Diagnóstico diferencial

El diagnóstico diferencial de la anorexia incluye otras posibles causas de importante pérdida de peso, sobre todo si la presentación clínica es atípica (p. ej., inicio después de los 40 años de edad). Diversos procesos pueden desencadenar una pérdida de peso notable (p. ej., enfermedades gastrointestinales, tumores cerebrales, neoplasias ocultas, SIDA), pero en estos casos falta la característica alteración de la imagen corporal, así como el deseo del paciente por perder aún más kilos.
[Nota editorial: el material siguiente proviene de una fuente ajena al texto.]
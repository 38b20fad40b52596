//! Tier-2 coding: packet headers and bodies (ISO/IEC 15444-1 B.9, B.10).
//!
//! Each tile carries one precinct per resolution, so a packet holds the
//! contributions of every code-block of one (component, resolution, layer).

use super::bit_io::{J2kBitReader, J2kBitWriter};
use super::codeblock::{Subband, build_subbands};
use super::image::{Rect, SubbandOrientation, subband_index};
use super::progression::PacketId;
use super::tag_tree::TagTree;
use crate::constants::{INITIAL_LBLOCK, MAXIMUM_CODING_PASSES, SOP_SEGMENT_SIZE};
use crate::error::J2kError;
use crate::jpeg_marker_code::{JPEG_MARKER_START_BYTE, JpegMarkerCode};
use log::{trace, warn};

/// What one layer contributes to one code-block.
#[derive(Debug, Clone, PartialEq, Eq, Default)]
pub struct CodeBlockInfo {
    pub layer: u16,
    pub passes: u32,
    pub zero_bit_planes: u32,
    pub data: Vec<u8>,
}

/// All contributions of a code-block, merged.
#[derive(Debug, Clone, PartialEq, Eq)]
pub struct CodeBlockBitstream {
    pub band: SubbandOrientation,
    /// Extent on the band grid.
    pub rect: Rect,
    pub zero_bit_planes: u32,
    pub passes: u32,
    pub data: Vec<u8>,
    /// Encoder side: the contribution of each layer, in layer order.
    pub layers: Vec<CodeBlockInfo>,
    included: bool,
    lblock: u32,
}

impl CodeBlockBitstream {
    pub fn new(band: SubbandOrientation, rect: Rect) -> Self {
        Self {
            band,
            rect,
            zero_bit_planes: 0,
            passes: 0,
            data: Vec::new(),
            layers: Vec::new(),
            included: false,
            lblock: INITIAL_LBLOCK,
        }
    }

    pub fn is_included(&self) -> bool {
        self.included
    }

    /// Folds a decoded contribution into the block.
    pub fn merge(&mut self, info: &CodeBlockInfo) {
        self.passes += info.passes;
        self.data.extend_from_slice(&info.data);
    }

    fn first_layer(&self, layers: u16) -> u32 {
        self.layers
            .iter()
            .find(|info| info.passes > 0)
            .map_or(layers as u32, |info| info.layer as u32)
    }
}

/// One subband: geometry, its code-blocks and the two tag trees that
/// persist across layers.
#[derive(Debug, Clone)]
pub struct SubbandBitstream {
    pub subband: Subband,
    pub blocks: Vec<CodeBlockBitstream>,
    inclusion: TagTree,
    zero_planes: TagTree,
}

impl SubbandBitstream {
    pub fn new(subband: Subband) -> Self {
        let blocks = subband
            .grid
            .blocks()
            .map(|rect| CodeBlockBitstream::new(subband.orientation, rect))
            .collect();
        let (cols, rows) = (subband.grid.cols() as usize, subband.grid.rows() as usize);
        Self {
            subband,
            blocks,
            inclusion: TagTree::new(cols, rows),
            zero_planes: TagTree::new(cols, rows),
        }
    }

    fn cols(&self) -> usize {
        self.subband.grid.cols() as usize
    }
}

/// Tier-2 state of one tile-component: a flat subband arena indexed by
/// [`subband_index`].
#[derive(Debug, Clone)]
pub struct Tier2Output {
    pub resolutions: u8,
    pub subbands: Vec<SubbandBitstream>,
}

impl Tier2Output {
    pub fn new(tc: Rect, levels: u8, block_width: u32, block_height: u32) -> Self {
        Self {
            resolutions: levels + 1,
            subbands: build_subbands(tc, levels, block_width, block_height)
                .into_iter()
                .map(SubbandBitstream::new)
                .collect(),
        }
    }

    pub fn subband(&self, resolution: u8, band: SubbandOrientation) -> Option<&SubbandBitstream> {
        self.subbands.get(subband_index(resolution, band))
    }

    fn band_range(resolution: u8) -> std::ops::Range<usize> {
        let first = subband_index(resolution, SubbandOrientation::for_resolution(resolution)[0]);
        first..first + SubbandOrientation::for_resolution(resolution).len()
    }

    /// Prepares the tag trees from the per-layer contributions before
    /// packets are written.
    pub fn prepare_encoding(&mut self, layers: u16) {
        for band in &mut self.subbands {
            band.inclusion.clear();
            band.zero_planes.clear();
            let cols = band.cols();
            for (k, block) in band.blocks.iter_mut().enumerate() {
                block.included = false;
                block.lblock = INITIAL_LBLOCK;
                band.inclusion.set_value(k % cols, k / cols, block.first_layer(layers));
                band.zero_planes.set_value(k % cols, k / cols, block.zero_bit_planes);
            }
        }
    }
}

/// Table B.4 codeword for a pass count.
pub fn write_pass_count(writer: &mut J2kBitWriter, passes: u32) {
    debug_assert!((1..=MAXIMUM_CODING_PASSES).contains(&passes));
    match passes {
        1 => writer.write_bit(0),
        2 => writer.write_bits(0b10, 2),
        3..=5 => {
            writer.write_bits(0b11, 2);
            writer.write_bits(passes - 3, 2);
        }
        6..=36 => {
            writer.write_bits(0b1111, 4);
            writer.write_bits(passes - 6, 5);
        }
        _ => {
            writer.write_bits(0b1_1111_1111, 9);
            writer.write_bits(passes - 37, 7);
        }
    }
}

pub fn read_pass_count(reader: &mut J2kBitReader) -> Result<u32, J2kError> {
    if reader.read_bit()? == 0 {
        return Ok(1);
    }
    if reader.read_bit()? == 0 {
        return Ok(2);
    }
    let value = reader.read_bits(2)?;
    if value < 3 {
        return Ok(3 + value);
    }
    let value = reader.read_bits(5)?;
    if value < 31 {
        return Ok(6 + value);
    }
    Ok(37 + reader.read_bits(7)?)
}

fn floor_log2(value: u32) -> u32 {
    31 - value.leading_zeros()
}

/// Writes one packet: optional SOP, header, optional EPH, bodies.
pub fn encode_packet(
    output: &mut Vec<u8>,
    tier2: &mut Tier2Output,
    packet: PacketId,
    sequence_number: u16,
    use_sop: bool,
    use_eph: bool,
) {
    if use_sop {
        output.extend_from_slice(&[JPEG_MARKER_START_BYTE, JpegMarkerCode::StartOfPacket.into()]);
        output.extend_from_slice(&4u16.to_be_bytes());
        output.extend_from_slice(&sequence_number.to_be_bytes());
    }

    let layer = packet.layer;
    let bands = Tier2Output::band_range(packet.resolution);
    let contributes = |block: &CodeBlockBitstream| {
        block
            .layers
            .get(layer as usize)
            .is_some_and(|info| info.passes > 0)
    };
    let non_empty = tier2.subbands[bands.clone()]
        .iter()
        .any(|band| band.blocks.iter().any(contributes));

    let mut writer = J2kBitWriter::new();
    writer.write_bit(non_empty as u8);
    if non_empty {
        for band in &mut tier2.subbands[bands] {
            let cols = band.cols();
            for (k, block) in band.blocks.iter_mut().enumerate() {
                let (x, y) = (k % cols, k / cols);
                let info = block
                    .layers
                    .get(layer as usize)
                    .filter(|info| info.passes > 0);
                let included = info.is_some();
                if block.included {
                    writer.write_bit(included as u8);
                } else {
                    band.inclusion.encode(&mut writer, x, y, layer as u32);
                    if included {
                        band.zero_planes.encode_value(&mut writer, x, y);
                        block.included = true;
                    }
                }
                let Some(info) = info else {
                    continue;
                };

                write_pass_count(&mut writer, info.passes);
                let length = info.data.len() as u32;
                let mut bits = block.lblock + floor_log2(info.passes);
                while bits < 32 && length >> bits != 0 {
                    writer.write_bit(1);
                    block.lblock += 1;
                    bits += 1;
                }
                writer.write_bit(0);
                writer.write_bits(length, bits);
            }
        }
    }
    output.extend_from_slice(&writer.finish());

    if use_eph {
        output.extend_from_slice(&[JPEG_MARKER_START_BYTE, JpegMarkerCode::EndOfPacketHeader.into()]);
    }
    if non_empty {
        for band in &tier2.subbands[Tier2Output::band_range(packet.resolution)] {
            for block in &band.blocks {
                if let Some(info) = block.layers.get(layer as usize).filter(|info| info.passes > 0) {
                    output.extend_from_slice(&info.data);
                }
            }
        }
    }
    trace!(
        "packet l={} r={} c={}: {} bytes total",
        packet.layer,
        packet.resolution,
        packet.component,
        output.len()
    );
}

/// Reads packets from the concatenated tile-part bodies of one tile.
pub struct PacketDecoder<'a> {
    data: &'a [u8],
    position: usize,
    base_offset: usize,
    use_sop: bool,
    use_eph: bool,
}

impl<'a> PacketDecoder<'a> {
    /// `base_offset` is the codestream offset of `data`, used in errors.
    pub fn new(data: &'a [u8], base_offset: usize, use_sop: bool, use_eph: bool) -> Self {
        Self {
            data,
            position: 0,
            base_offset,
            use_sop,
            use_eph,
        }
    }

    pub fn position(&self) -> usize {
        self.position
    }

    pub fn is_exhausted(&self) -> bool {
        self.position >= self.data.len()
    }

    fn skip_marker(&mut self, marker: JpegMarkerCode, size: usize) {
        let rest = &self.data[self.position.min(self.data.len())..];
        if rest.len() >= 2 && rest[0] == JPEG_MARKER_START_BYTE && rest[1] == u8::from(marker) {
            self.position += size.min(rest.len());
        }
    }

    /// Parses one packet and merges its contributions. Contributions of
    /// layers at or above `max_layers` are read but dropped.
    pub fn decode_packet(
        &mut self,
        tier2: &mut Tier2Output,
        packet: PacketId,
        max_layers: u16,
    ) -> Result<(), J2kError> {
        if self.use_sop {
            self.skip_marker(JpegMarkerCode::StartOfPacket, SOP_SEGMENT_SIZE);
        }

        let start = self.position.min(self.data.len());
        let mut reader = J2kBitReader::with_offset(&self.data[start..], self.base_offset + start);
        let layer = packet.layer;
        let mut contributions: Vec<(usize, usize, CodeBlockInfo, usize)> = Vec::new();

        if reader.read_bit()? == 1 {
            for band_index in Tier2Output::band_range(packet.resolution) {
                let band = &mut tier2.subbands[band_index];
                let cols = band.cols();
                for (k, block) in band.blocks.iter_mut().enumerate() {
                    let (x, y) = (k % cols, k / cols);
                    let first_inclusion = !block.included;
                    let included = if first_inclusion {
                        band.inclusion.decode(&mut reader, x, y, layer as u32)?
                    } else {
                        reader.read_bit()? == 1
                    };
                    if !included {
                        continue;
                    }

                    let zero_bit_planes = if first_inclusion {
                        block.included = true;
                        let value = band.zero_planes.decode_value(&mut reader, x, y)?;
                        block.zero_bit_planes = value;
                        value
                    } else {
                        block.zero_bit_planes
                    };

                    let passes = read_pass_count(&mut reader)?;
                    if block.passes + passes > MAXIMUM_CODING_PASSES {
                        return Err(J2kError::TooManyCodingPasses {
                            passes: block.passes + passes,
                        });
                    }
                    while reader.read_bit()? == 1 {
                        block.lblock += 1;
                    }
                    let bits = block.lblock + floor_log2(passes);
                    if bits > 32 {
                        return Err(J2kError::TruncatedPacketHeader {
                            offset: self.base_offset + start + reader.position(),
                        });
                    }
                    let length = reader.read_bits(bits)? as usize;
                    let info = CodeBlockInfo {
                        layer,
                        passes,
                        zero_bit_planes,
                        data: Vec::new(),
                    };
                    contributions.push((band_index, k, info, length));
                }
            }
        }
        self.position = start + reader.align();

        if self.use_eph {
            self.skip_marker(JpegMarkerCode::EndOfPacketHeader, 2);
        }

        for (band_index, k, mut info, length) in contributions {
            let begin = self.position.min(self.data.len());
            let end = (begin + length).min(self.data.len());
            if end - begin < length {
                warn!(
                    "code-block body clipped from {} to {} bytes at offset {}",
                    length,
                    end - begin,
                    self.base_offset + begin
                );
            }
            self.position = begin + length;
            if layer < max_layers {
                info.data = self.data[begin..end].to_vec();
                tier2.subbands[band_index].blocks[k].merge(&info);
            }
        }
        trace!(
            "packet l={} r={} c={} ends at {}",
            packet.layer,
            packet.resolution,
            packet.component,
            self.base_offset + self.position
        );
        Ok(())
    }
}

/// Splits a block's passes across `layers` layers: layer `l` ends at pass
/// `ceil(passes · (l + 1) / layers)`, cut at the matching pass rate.
pub fn distribute_layers(
    data: &[u8],
    passes: u32,
    pass_rates: &[usize],
    zero_bit_planes: u32,
    layers: u16,
) -> Vec<CodeBlockInfo> {
    let mut infos = Vec::with_capacity(layers as usize);
    let (mut done_passes, mut done_bytes) = (0u32, 0usize);
    for layer in 0..layers {
        let end_passes = (passes as u64 * (layer as u64 + 1)).div_ceil(layers as u64) as u32;
        let end_bytes = if end_passes == 0 {
            0
        } else {
            pass_rates[end_passes as usize - 1].min(data.len())
        };
        infos.push(CodeBlockInfo {
            layer,
            passes: end_passes - done_passes,
            zero_bit_planes,
            data: data[done_bytes..end_bytes.max(done_bytes)].to_vec(),
        });
        done_passes = end_passes;
        done_bytes = end_bytes.max(done_bytes);
    }
    infos
}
La enfermedad intestinal inflamatoria, la patología ulcerosa y por reflujo y los trastornos de la motilidad intestinal también pueden simular un trastorno de la alimentación.1 Normalmente el síndrome de la arteria mesentérica superior puede diferenciarse bien de la anorexia, aunque debe tenerse en cuenta que también puede aparecer en estos pacientes. La depresión mayor, la esquizofrenia, la fobia social, el trastorno obsesivo-compulsivo y el trastorno dismórfico corporal, son otros problemas psiquiátricos en los que puede observarse pérdida de peso, alteración de la imagen corporal, sentimiento de vergüenza referente al peso y hábitos de alimentación raros.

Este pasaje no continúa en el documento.